* _What you are asked to do_
Search the listing below for the word "server", and copy every line in which it turns up.

* _Data_
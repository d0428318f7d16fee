use crate::client::ClientError;
use nom::{
    IResult,
    Parser,
    bytes::complete::{tag, take_till1},
    combinator::rest,
};

/// The only content type the client renders.
pub const SUPPORTED_CONTENT_TYPE: &str = "text/gemini";

/// The four status classes the protocol defines, keyed by the first
/// digit of the response code.
#[derive(Debug, Clone, Copy, PartialEq, Eq)]
pub enum StatusClass {
    /// 2x: the request succeeded and the body is the resource.
    Success,
    /// 3x: the resource lives elsewhere; the meta field is the new URL.
    Redirect,
    /// 4x: the server could not serve the request right now.
    TemporaryFailure,
    /// 5x: the server will never serve this request.
    PermanentFailure,
}

/// The first line of a response: a code and a meta field.
///
/// On success the meta field is a MIME type; on a redirect it is the
/// URL to follow; on a failure it is human-readable information.
#[derive(Debug, Clone, PartialEq, Eq)]
pub struct StatusLine {
    /// The two-digit response code, kept as received.
    pub code: String,
    /// Everything after the first space.
    pub meta: String,
}

fn status_line(input: &str) -> IResult<&str, (&str, &str)> {
    let (input, code) = take_till1(|c| c == ' ').parse(input)?;
    let (input, _) = tag(" ").parse(input)?;
    let (input, meta) = rest.parse(input)?;

    Ok((input, (code, meta)))
}

impl StatusLine {
    /// Parse a status line into its code and meta tokens.
    ///
    /// The line must contain at least one space; everything before the
    /// first space is the code and everything after it is the meta
    /// field. A line with no space (including an empty response) fails
    /// with [`ClientError::MalformedStatusLine`].
    pub fn parse(line: &str) -> Result<Self, ClientError> {
        let (_, (code, meta)) = status_line(line)
            .map_err(|_| ClientError::MalformedStatusLine(line.to_string()))?;

        Ok(Self {
            code: code.to_string(),
            meta: meta.to_string(),
        })
    }

    /// The status class, from the code's leading digit.
    pub fn class(&self) -> Result<StatusClass, ClientError> {
        match self.code.chars().next() {
            Some('2') => Ok(StatusClass::Success),
            Some('3') => Ok(StatusClass::Redirect),
            Some('4') => Ok(StatusClass::TemporaryFailure),
            Some('5') => Ok(StatusClass::PermanentFailure),
            _ => Err(ClientError::UnknownResponseCode(self.code.clone())),
        }
    }
}

/// A parsed response: the status line plus the body lines after it.
#[derive(Debug, Clone, PartialEq, Eq)]
pub struct Response {
    /// The parsed first line.
    pub status: StatusLine,
    /// Lines 1.. of the decoded text, with trailing `\r` trimmed.
    pub body: Vec<String>,
}

impl Response {
    /// Split decoded text into a status line and body lines.
    pub fn parse(text: &str) -> Result<Self, ClientError> {
        let mut lines = text.split('\n');
        // split always yields at least one item
        let header = lines.next().unwrap_or_default();
        let status = StatusLine::parse(header.trim_end_matches('\r'))?;
        let body = lines
            .map(|line| line.trim_end_matches('\r').to_string())
            .collect();

        Ok(Self { status, body })
    }
}

#[cfg(test)]
mod tests {
    use super::*;

    #[test]
    fn success_with_body() {
        let response = Response::parse("20 text/gemini\r\n# Hello\nworld").unwrap();
        assert_eq!(response.status.code, "20");
        assert_eq!(response.status.meta, "text/gemini");
        assert_eq!(response.body, vec!["# Hello".to_string(), "world".to_string()]);
    }

    #[test]
    fn meta_keeps_everything_after_the_first_space() {
        let response = Response::parse("40 slow down\r\n").unwrap();
        assert_eq!(response.status.code, "40");
        assert_eq!(response.status.meta, "slow down");
    }

    #[test]
    fn redirect_meta_is_the_target() {
        let status = StatusLine::parse("30 gemini://example.org/next").unwrap();
        assert_eq!(status.meta, "gemini://example.org/next");
        assert_eq!(status.class().unwrap(), StatusClass::Redirect);
    }

    #[test]
    fn single_token_is_malformed() {
        assert!(matches!(
            StatusLine::parse("20"),
            Err(ClientError::MalformedStatusLine(_)),
        ));
    }

    #[test]
    fn empty_response_is_malformed_not_a_panic() {
        assert!(matches!(
            Response::parse(""),
            Err(ClientError::MalformedStatusLine(_)),
        ));
    }

    #[test]
    fn classes_follow_the_leading_digit() {
        for (code, class) in [
            ("20", StatusClass::Success),
            ("31", StatusClass::Redirect),
            ("44", StatusClass::TemporaryFailure),
            ("51", StatusClass::PermanentFailure),
        ] {
            let status = StatusLine::parse(&format!("{code} meta")).unwrap();
            assert_eq!(status.class().unwrap(), class);
        }
    }

    #[test]
    fn unknown_class_is_an_error() {
        let status = StatusLine::parse("70 meta").unwrap();
        assert!(matches!(
            status.class(),
            Err(ClientError::UnknownResponseCode(_)),
        ));
    }

    #[test]
    fn failure_without_body_parses() {
        let response = Response::parse("51 not found\r\n").unwrap();
        assert_eq!(response.status.code, "51");
        assert_eq!(response.body, vec![String::new()]);
    }
}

* _The completed task_
    /// 4x: the server could not serve the request right now.
    /// 5x: the server will never serve this request.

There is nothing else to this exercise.